The Day 9 levels of 7 cytokines differed between the high and low pH groups. All 7 were elevated in the low pH group compared to the high pH group [interleukin 6 (IL6, p < 0.008), interleukin 12 subunit p70 (IL-12p70, p < 0.003), tumor necrosis factor alpha (TNF-α, p < 0.008), leukemia inhibitory factor (LIF, p < 0.007), macrophage migration inhibitory factor (MIF, p < 0.002), macrophage colony-stimulation factor (M-CSF, p < 0.003) and granulocyte macrophage colony-stimulation factor (GM-CSF, p < 0.02)] (Fig. 5). The levels of LIF and M-CSF were also greater in the low pH group on day 2 (Fig. 3), although others did not differ significantly.

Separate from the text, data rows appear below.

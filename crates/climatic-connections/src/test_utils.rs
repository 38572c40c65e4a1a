//! Test utilities for connection tests

use crate::{CommandLine, ConnectionError, PtySpawner, Terminal, TerminalSpawner, Transcript};
use std::io::{self, Write};
use std::sync::{Arc, Mutex};
use tracing::Dispatch;

/// Cloneable in-memory writer
#[derive(Debug, Clone, Default)]
pub struct SharedBuffer(Arc<Mutex<Vec<u8>>>);

impl SharedBuffer {
    /// Everything written so far, lossily decoded
    pub fn contents(&self) -> String {
        String::from_utf8_lossy(&self.0.lock().unwrap()).into_owned()
    }

    /// Messages of the DEBUG events captured by a fmt subscriber
    pub fn debug_lines(&self) -> Vec<String> {
        self.contents()
            .lines()
            .filter_map(|line| line.trim_start().strip_prefix("DEBUG"))
            .map(|message| message.trim().to_string())
            .collect()
    }
}

impl Write for SharedBuffer {
    fn write(&mut self, buf: &[u8]) -> io::Result<usize> {
        self.0.lock().unwrap().extend_from_slice(buf);
        Ok(buf.len())
    }

    fn flush(&mut self) -> io::Result<()> {
        Ok(())
    }
}

/// Writer whose every write fails
#[derive(Debug)]
pub struct FailingWriter;

impl Write for FailingWriter {
    fn write(&mut self, _buf: &[u8]) -> io::Result<usize> {
        Err(io::Error::other("transcript unavailable"))
    }

    fn flush(&mut self) -> io::Result<()> {
        Ok(())
    }
}

/// Logger that formats every event into a shared buffer
pub fn capture_logger() -> (Dispatch, SharedBuffer) {
    let buffer = SharedBuffer::default();
    let writer = buffer.clone();
    let subscriber = tracing_subscriber::fmt()
        .with_max_level(tracing::Level::TRACE)
        .with_ansi(false)
        .with_target(false)
        .without_time()
        .with_writer(move || writer.clone())
        .finish();
    (Dispatch::new(subscriber), buffer)
}

/// Spawner that records requested command lines and runs a stand-in instead
#[derive(Debug)]
pub struct RecordingSpawner {
    stand_in: CommandLine,
    seen: Mutex<Vec<CommandLine>>,
}

impl RecordingSpawner {
    /// Run `cat` in place of every requested command
    pub fn new() -> Self {
        Self::with_stand_in(CommandLine::new("cat"))
    }

    /// Run `stand_in` in place of every requested command
    pub fn with_stand_in(stand_in: CommandLine) -> Self {
        Self {
            stand_in,
            seen: Mutex::new(Vec::new()),
        }
    }

    /// Commands requested so far
    pub fn seen(&self) -> Vec<CommandLine> {
        self.seen.lock().unwrap().clone()
    }
}

impl TerminalSpawner for RecordingSpawner {
    fn spawn(&self, command: &CommandLine, transcript: Transcript) -> Result<Terminal, ConnectionError> {
        self.seen.lock().unwrap().push(command.clone());
        PtySpawner::default().spawn(&self.stand_in, transcript)
    }
}
/* Copyright © 2024-2025 Adam Train <adam@trainrelay.net>
 *
 * This program is free software: you can redistribute it and/or modify
 * it under the terms of the GNU General Public License as published by
 * the Free Software Foundation, either version 3 of the License, or
 * (at your option) any later version.
 *
 * This program is distributed in the hope that it will be useful,
 * but WITHOUT ANY WARRANTY; without even the implied warranty of
 * MERCHANTABILITY or FITNESS FOR A PARTICULAR PURPOSE. See the
 * GNU General Public License for more details.
 *
 * You should have received a copy of the GNU General Public License
 * along with this program. If not, see <https://www.gnu.org/licenses/>.
 */
use crate::config::config_file::Config;
use crate::rates::resolved_rate::ResolvedRates;
use anyhow::{anyhow, bail, Error};
use dirs::home_dir;
use std::fs;
use std::fs::File;
use std::path::{Path, PathBuf};
use std::process::Command;

pub struct Filesystem;

impl Filesystem {
	pub fn new() -> Self {
		Self
	}

	/// Fetches the config from the given path, or default path if none.
	/// Runs `api_key_cmd`, if set, and puts its output in `api_key`.
	pub fn get_config(
		&self,
		custom_config_path: Option<&String>,
	) -> Result<Config, Error> {
		let config_path = match &custom_config_path {
			None => {
				let Some(home_dir) = home_dir() else {
					bail!("Unable to determine home directory")
				};
				home_dir.join(".config/currates/config.toml")
			},
			Some(p) => PathBuf::from(p),
		};

		// create empty config file if it doesn't exist
		if !config_path.exists() && custom_config_path.is_none() {
			if let Some(parent) = config_path.parent() {
				fs::create_dir_all(parent)?;
			}
			File::create(config_path.clone())?;
		}

		let content = fs::read_to_string(&config_path).map_err(|e| {
			anyhow!("failed to read config {}: {}", config_path.display(), e)
		})?;
		let mut config: Config = toml::from_str(&content)
			.map_err(|e| anyhow!("failed to parse config: {}", e))?;

		if config.api_key_cmd.is_some() && config.api_key.is_some() {
			bail!("Only one of api_key and api_key_cmd may be specified")
		}

		if let Some(api_key_cmd) = &config.api_key_cmd {
			let output = Command::new("sh")
				.arg("-c")
				.arg(api_key_cmd)
				.output()
				.map_err(|e| anyhow!("failed to execute api_key_cmd: {}", e))?;

			if output.status.success() {
				config.api_key = Some(
					String::from_utf8(output.stdout)
						.map_err(|e| {
							anyhow!("failed to parse command output: {}", e)
						})?
						.trim()
						.to_string(),
				);
			} else {
				bail!(
					"api_key_cmd failed with status {}: {}",
					output.status,
					String::from_utf8_lossy(&output.stderr)
				);
			}
		}

		Ok(config)
	}

	/// Writes the rates as a flat JSON object. The document is rendered in
	/// full before the file is touched, so a failure leaves no partial file.
	pub fn write_rates(
		&self,
		path: &Path,
		rates: &ResolvedRates,
	) -> Result<(), Error> {
		let rendered = serde_json::to_string(rates)?;
		fs::write(path, rendered).map_err(|e| {
			anyhow!("failed to write {}: {}", path.display(), e)
		})?;
		Ok(())
	}
}
/* Copyright © 2024-2025 Adam Train <adam@trainrelay.net>
 *
 * This program is free software: you can redistribute it and/or modify
 * it under the terms of the GNU General Public License as published by
 * the Free Software Foundation, either version 3 of the License, or
 * (at your option) any later version.
 *
 * This program is distributed in the hope that it will be useful,
 * but WITHOUT ANY WARRANTY; without even the implied warranty of
 * MERCHANTABILITY or FITNESS FOR A PARTICULAR PURPOSE. See the
 * GNU General Public License for more details.
 *
 * You should have received a copy of the GNU General Public License
 * along with this program. If not, see <https://www.gnu.org/licenses/>.
 */
use crate::rates::error::RateError;
use crate::rates::raw_rate::RawRate;
use crate::source::currate::models::{
	CurrencyListHolder, CurrencyListParams, RatesHolder, RatesParams,
};
use crate::source::http::Client;
use crate::source::rate_source::RateSource;
use std::collections::{BTreeMap, HashSet};

pub const CURRATE_API_URL: &str = "https://currate.ru/api/";

/// Client for the currate.ru API. Read-only; every call is a single GET
/// with the API key in the query string.
pub struct CurrateClient {
	http: Client,
	api_key: String,
}

impl CurrateClient {
	pub fn new(api_url: &str, api_key: String) -> Self {
		Self {
			http: Client::new(api_url),
			api_key,
		}
	}
}

impl RateSource for CurrateClient {
	fn list_supported_pairs(&self) -> Result<HashSet<String>, RateError> {
		let resp: CurrencyListHolder = self.http.get(&CurrencyListParams {
			get: "currency_list",
			key: &self.api_key,
		})?;

		warn_on_status(resp.status, resp.message.as_deref());
		Ok(resp.data.unwrap_or_default().into_iter().collect())
	}

	fn fetch_rates(
		&self,
		pairs: &[String],
	) -> Result<BTreeMap<String, RawRate>, RateError> {
		let resp: RatesHolder = self.http.get(&RatesParams {
			get: "rates",
			pairs: pairs.join(","),
			key: &self.api_key,
		})?;

		warn_on_status(resp.status, resp.message.as_deref());
		Ok(resp.data.map(|d| d.into_quotes()).unwrap_or_default())
	}
}

/// Failures such as a bad key come back in the body, not the HTTP status.
fn warn_on_status(status: Option<i64>, message: Option<&str>) {
	if let Some(status) = status.filter(|s| *s != 200) {
		log::warn!(
			"currate answered with status {}: {}",
			status,
			message.unwrap_or("no message")
		);
	}
}
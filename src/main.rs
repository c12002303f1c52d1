/* Copyright © 2024-2025 Adam Train <adam@trainrelay.net>
 *
 * This program is free software: you can redistribute it and/or modify
 * it under the terms of the GNU General Public License as published by
 * the Free Software Foundation, either version 3 of the License, or
 * (at your option) any later version.
 *
 * This program is distributed in the hope that it will be useful,
 * but WITHOUT ANY WARRANTY; without even the implied warranty of
 * MERCHANTABILITY or FITNESS FOR A PARTICULAR PURPOSE. See the
 * GNU General Public License for more details.
 *
 * You should have received a copy of the GNU General Public License
 * along with this program. If not, see <https://www.gnu.org/licenses/>.
 */
use crate::config::settings::Settings;
use crate::files::filesystem::Filesystem;
use crate::rates::diagnostics::LogDiagnostics;
use crate::refresh::refresher::refresh;
use crate::reports::rate_reporter::RateReporter;
use crate::source::currate::core::CurrateClient;
use anyhow::Error;
use clap::Parser;
use std::env;
use std::path::PathBuf;

mod config;
mod files;
mod rates;
mod refresh;
mod reports;
mod source;

#[derive(Parser)]
#[command(
	name = "currates",
	version,
	about = "Resolves currency rates against a default currency"
)]
struct Cli {
	// ----------------
	// -- POSITIONAL --
	// ----------------
	/// Where to write the resolved rates as JSON
	output: PathBuf,

	// -----------
	// -- FLAGS --
	// -----------
	/// Custom config file location (default: ~/.config/currates/config.toml)
	#[arg(long)]
	config: Option<String>,

	/// Print a table of the resolved rates and where each came from
	#[arg(short, long)]
	summary: bool,

	/// Only log warnings and errors unless RUST_LOG says otherwise
	#[arg(short, long)]
	quiet: bool,
}

fn main() -> Result<(), Error> {
	let args = Cli::parse();

	// a missing .env is fine; the real environment still applies
	dotenvy::dotenv().ok();
	init_logging(args.quiet);

	let fs = Filesystem::new();
	let config = fs.get_config(args.config.as_ref())?;
	let settings = Settings::resolve(config, |name| env::var(name).ok())?;

	log::info!(
		"Resolving {} currencies against {}",
		settings.currencies.len(),
		settings.rates.default_currency()
	);

	let source =
		CurrateClient::new(&settings.api_url, settings.api_key.clone());
	let rates = refresh(&settings, &source, &mut LogDiagnostics)?;

	if rates.is_empty() {
		log::warn!("No currency rates could be resolved");
	}
	log::info!("Final currency rates: {:?}", rates.to_map());
	fs.write_rates(&args.output, &rates)?;
	log::info!("Wrote {} rates to {}", rates.len(), args.output.display());

	if args.summary {
		RateReporter::new(&rates).print_all_rates();
	}

	Ok(())
}

fn init_logging(quiet: bool) {
	let default_filter = if quiet { "warn" } else { "info" };
	env_logger::Builder::from_env(
		env_logger::Env::default().default_filter_or(default_filter),
	)
	.init();
}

CD22 CAR T-cell final product characteristics were analyzed by RNA sequencing (Fig. 6). Sequencing analysis of 17 final products assigned 78 differentially expressed genes between pH groups at harvest: 15 downregulated and 63 upregulated under low pH. GSEA analysis revealed that genes involved in T-cell activation, lymphocyte activation, differentiation, and mediated immunity, tend to be downregulated in low pH conditions. This highlights the value of pH as an indicator during CD22 manufacturing as it can help identify more activated CAR T-cell products (Table 2 shows the list of genes involved in each pathway).

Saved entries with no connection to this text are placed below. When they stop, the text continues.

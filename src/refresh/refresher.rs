/* Copyright © 2024-2025 Adam Train <adam@trainrelay.net>
 *
 * This program is free software: you can redistribute it and/or modify
 * it under the terms of the GNU General Public License as published by
 * the Free Software Foundation, either version 3 of the License, or
 * (at your option) any later version.
 *
 * This program is distributed in the hope that it will be useful,
 * but WITHOUT ANY WARRANTY; without even the implied warranty of
 * MERCHANTABILITY or FITNESS FOR A PARTICULAR PURPOSE. See the
 * GNU General Public License for more details.
 *
 * You should have received a copy of the GNU General Public License
 * along with this program. If not, see <https://www.gnu.org/licenses/>.
 */
use crate::config::settings::Settings;
use crate::rates::diagnostics::{Diagnostic, Diagnostics};
use crate::rates::error::RateError;
use crate::rates::pair::pair_symbol;
use crate::rates::resolved_rate::ResolvedRates;
use crate::rates::resolver::PairResolver;
use crate::rates::triangulator::Triangulator;
use crate::source::rate_source::RateSource;
use std::collections::{BTreeMap, HashSet};

/// Runs one full resolution against the source: list what it supports,
/// request the best pair per currency, then fill gaps from fallbacks and
/// cross rates.
///
/// An unreachable source while listing pairs is logged and treated as an
/// empty listing. Failing to fetch the rates themselves aborts the run.
pub fn refresh(
	settings: &Settings,
	source: &dyn RateSource,
	diagnostics: &mut dyn Diagnostics,
) -> Result<ResolvedRates, RateError> {
	let supported = source.list_supported_pairs().unwrap_or_else(|e| {
		log::error!("could not list supported pairs: {}", e);
		HashSet::new()
	});

	let plan = PairResolver::new(&settings.rates).plan(
		&settings.currencies,
		&supported,
		diagnostics,
	);

	let raw = if plan.pairs.is_empty() {
		log::debug!("no pairs to request");
		BTreeMap::new()
	} else {
		log::debug!("requesting pairs {}", plan.joined());
		source.fetch_rates(&plan.pairs).inspect_err(|e| {
			log::error!("currency failed to get: {}", e);
		})?
	};

	let resolved = Triangulator::new(&settings.rates).triangulate(
		&raw,
		&settings.fallback,
		&settings.currencies,
		diagnostics,
	)?;

	let default = settings.rates.default_currency();
	for route in &plan.routes {
		if !raw.contains_key(&route.pair)
			&& !resolved.contains(&pair_symbol(&route.currency, default))
		{
			diagnostics.report(Diagnostic::NotReturned {
				pair: route.pair.clone(),
			});
		}
	}

	Ok(resolved)
}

To determine if product pH on Day 2 correlated with clinical outcomes, we compared disease response rates between the low and high pH groups (Fig. 7). Of the 12 patients whose samples were in the low pH group on D2, 10 were infused and 2 were not due to progressive disease. Among the patients receiving the cells, 8 (80%) achieved a complete response (CR), which is defined as complete bone marrow response at 28 days. The high pH group contained 8 patients. Six patients received CAR T-cell infusions and 2 did not due to rapidly progressive disease. In contrast to the low pH group, among those with high pH, only 2 patients (33%) achieved a clinical response, while 4 (67%) did not. The relationship between low starting pH and CR was most consistent in the subsets of patients with high baseline disease burden (M3 marrow, > 25% blasts) (Additional file 1: Supplemetary Figure 3a) and prior hematopoietic stem cell transplant (HSCT) (Additional file 1: Supplemetary Figure 3b).

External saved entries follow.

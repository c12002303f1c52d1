/* Copyright © 2024-2025 Adam Train <adam@trainrelay.net>
 *
 * This program is free software: you can redistribute it and/or modify
 * it under the terms of the GNU General Public License as published by
 * the Free Software Foundation, either version 3 of the License, or
 * (at your option) any later version.
 *
 * This program is distributed in the hope that it will be useful,
 * but WITHOUT ANY WARRANTY; without even the implied warranty of
 * MERCHANTABILITY or FITNESS FOR A PARTICULAR PURPOSE. See the
 * GNU General Public License for more details.
 *
 * You should have received a copy of the GNU General Public License
 * along with this program. If not, see <https://www.gnu.org/licenses/>.
 */

/// Reference currencies tried, in order, when no direct pair exists.
pub const DEFAULT_REFERENCES: [&str; 2] = ["USD", "EUR"];

/// What the resolver and triangulator need to know about the run: the
/// currency everything is quoted in, and which currencies may sit in the
/// middle of a single-hop cross rate.
#[derive(Clone, Debug, PartialEq)]
pub struct RateSettings {
	default: String,
	references: Vec<String>,
}

impl RateSettings {
	pub fn new(default: &str) -> Self {
		Self::with_references(
			default,
			DEFAULT_REFERENCES.iter().map(|s| s.to_string()).collect(),
		)
	}

	pub fn with_references(default: &str, references: Vec<String>) -> Self {
		Self {
			default: default.to_string(),
			references,
		}
	}

	pub fn default_currency(&self) -> &str {
		&self.default
	}

	/// In priority order
	pub fn references(&self) -> &[String] {
		&self.references
	}
}
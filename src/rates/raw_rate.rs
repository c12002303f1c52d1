/* Copyright © 2024-2025 Adam Train <adam@trainrelay.net>
 *
 * This program is free software: you can redistribute it and/or modify
 * it under the terms of the GNU General Public License as published by
 * the Free Software Foundation, either version 3 of the License, or
 * (at your option) any later version.
 *
 * This program is distributed in the hope that it will be useful,
 * but WITHOUT ANY WARRANTY; without even the implied warranty of
 * MERCHANTABILITY or FITNESS FOR A PARTICULAR PURPOSE. See the
 * GNU General Public License for more details.
 *
 * You should have received a copy of the GNU General Public License
 * along with this program. If not, see <https://www.gnu.org/licenses/>.
 */
use crate::rates::error::RateError;
use serde::Deserialize;

/// A rate exactly as the source sent it. The source usually stringifies
/// numbers ("64.1824"), but plain JSON numbers are accepted too.
#[derive(Clone, Debug, Deserialize, PartialEq)]
#[serde(untagged)]
pub enum RawRate {
	Number(f64),
	Text(String),
}

impl RawRate {
	/// Converts to a finite float; `pair` only labels the error. "NaN",
	/// "inf" and values that overflow are rejected like any other garbage.
	pub fn to_f64(&self, pair: &str) -> Result<f64, RateError> {
		let (parsed, shown) = match self {
			RawRate::Number(n) => (Some(*n), n.to_string()),
			RawRate::Text(s) => (s.trim().parse::<f64>().ok(), s.clone()),
		};

		parsed.filter(|rate| rate.is_finite()).ok_or_else(|| {
			RateError::ValueConversion {
				pair: pair.to_string(),
				value: shown,
			}
		})
	}
}

impl From<f64> for RawRate {
	fn from(n: f64) -> Self {
		RawRate::Number(n)
	}
}

impl From<&str> for RawRate {
	fn from(s: &str) -> Self {
		RawRate::Text(s.to_string())
	}
}
/* Copyright © 2024-2025 Adam Train <adam@trainrelay.net>
 *
 * This program is free software: you can redistribute it and/or modify
 * it under the terms of the GNU General Public License as published by
 * the Free Software Foundation, either version 3 of the License, or
 * (at your option) any later version.
 *
 * This program is distributed in the hope that it will be useful,
 * but WITHOUT ANY WARRANTY; without even the implied warranty of
 * MERCHANTABILITY or FITNESS FOR A PARTICULAR PURPOSE. See the
 * GNU General Public License for more details.
 *
 * You should have received a copy of the GNU General Public License
 * along with this program. If not, see <https://www.gnu.org/licenses/>.
 */
pub mod refresher;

Moreover, we observed a difference in toxicity patterns between the low and high pH groups. In the low pH group, 8 patients (all those with CR) developed cytokine release syndrome (CRS), 5 (62.5%) of them with Grade 1 and 3 with (37.5%) Grade 2. Non-responders in this group did not have any toxicities. Only 25% of the patients with clinical response in the low pH group experienced neurotoxicity and 50% had IEC-HS (immune-effector cell HLH-like syndrome) (Table 3). In the high pH group, both patients with clinical response developed Grade 2 CRS, neurotoxicity, and IEC-HS. Furthermore, in the high pH group, all non-responders experienced toxicities as well: all had CRS, 2 of them had neurotoxicity, and one had IEC-HS.

Analysis of pH changes over the course of manufacturing demonstrated that patients who achieved CR were more likely to have cells with stable or slightly increased pH values during the manufacturing process, whereas those who did not have CR had a drop in pH (Fig. 8a). Similar to the pattern observed with starting pH, the association between a drop in pH and lack of clinical response was most pronounced among patients with high baseline disease burden or history of prior HSCT (Fig. 8b and c).